Dataset records:
◇ ◇ ◇ ◇ ◇

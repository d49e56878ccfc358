//! Asynchronous post-commit tasks
//!
//! Provides:
//! - The [`Task`] enum and its queue envelope
//! - Serialisation keys (per record, per OAI set, per DOI)
//! - A keyed serial runner with bounded retries
//! - The executor mapping tasks onto the domain services

mod executor;
mod runner;

pub use executor::{register_record_doi, TaskExecutor};
pub use runner::{RetryPolicy, TaskHandler, TaskRunner};

use serde::{Deserialize, Serialize};
use uuid::Uuid;

/// Work scheduled after a publication or by the periodic jobs
#[derive(Debug, Clone, PartialEq, Eq, Serialize, Deserialize)]
#[serde(tag = "type", rename_all = "snake_case")]
pub enum Task {
    /// Push the record (and its version siblings' flags) to the search index
    IndexRecord { record_id: Uuid },
    /// Register or update the record DOIs with the registrar
    RegisterDoi { recid: String },
    /// Ask curators of provisional communities to review the record
    NotifyCommunities { record_id: Uuid },
    PreservationScore { record_id: Uuid },
    /// Recompute `_oai` for a record
    SyncRecordOai { record_id: Uuid },
    OaiSetAdd { spec: String, record_id: Uuid },
    OaiSetRemove { spec: String, record_id: Uuid },
    VerifyFile { file_id: Uuid },
}

impl Task {
    /// Tasks sharing a key never run concurrently
    pub fn key(&self) -> String {
        match self {
            Task::IndexRecord { record_id }
            | Task::NotifyCommunities { record_id }
            | Task::PreservationScore { record_id }
            | Task::SyncRecordOai { record_id } => format!("record:{}", record_id),
            Task::RegisterDoi { recid } => format!("doi:{}", recid),
            Task::OaiSetAdd { spec, .. } | Task::OaiSetRemove { spec, .. } => format!("oaiset:{}", spec),
            Task::VerifyFile { file_id } => format!("file:{}", file_id),
        }
    }

    pub fn name(&self) -> &'static str {
        match self {
            Task::IndexRecord { .. } => "index_record",
            Task::RegisterDoi { .. } => "register_doi",
            Task::NotifyCommunities { .. } => "notify_communities",
            Task::PreservationScore { .. } => "preservation_score",
            Task::SyncRecordOai { .. } => "sync_record_oai",
            Task::OaiSetAdd { .. } => "oai_set_add",
            Task::OaiSetRemove { .. } => "oai_set_remove",
            Task::VerifyFile { .. } => "verify_file",
        }
    }
}

/// Queue message wrapping a task
#[derive(Debug, Clone, PartialEq, Eq, Serialize, Deserialize)]
pub struct TaskEnvelope {
    pub id: Uuid,
    /// Delivery attempt, starting at 1
    pub attempt: u32,
    pub task: Task,
}

impl TaskEnvelope {
    pub fn new(task: Task) -> Self {
        Self {
            id: Uuid::new_v4(),
            attempt: 1,
            task,
        }
    }

    /// Envelope for the next delivery attempt
    pub fn retry(&self) -> Self {
        Self {
            id: self.id,
            attempt: self.attempt + 1,
            task: self.task.clone(),
        }
    }
}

◇ ◇ ◇ ◇ ◇

# EXERCISE DIRECTIONS:
Exactly how many lines of the data include the word "SyncRecordOai"? Reply with that number only.

# SOLUTION FOR THIS PROBLEM:
3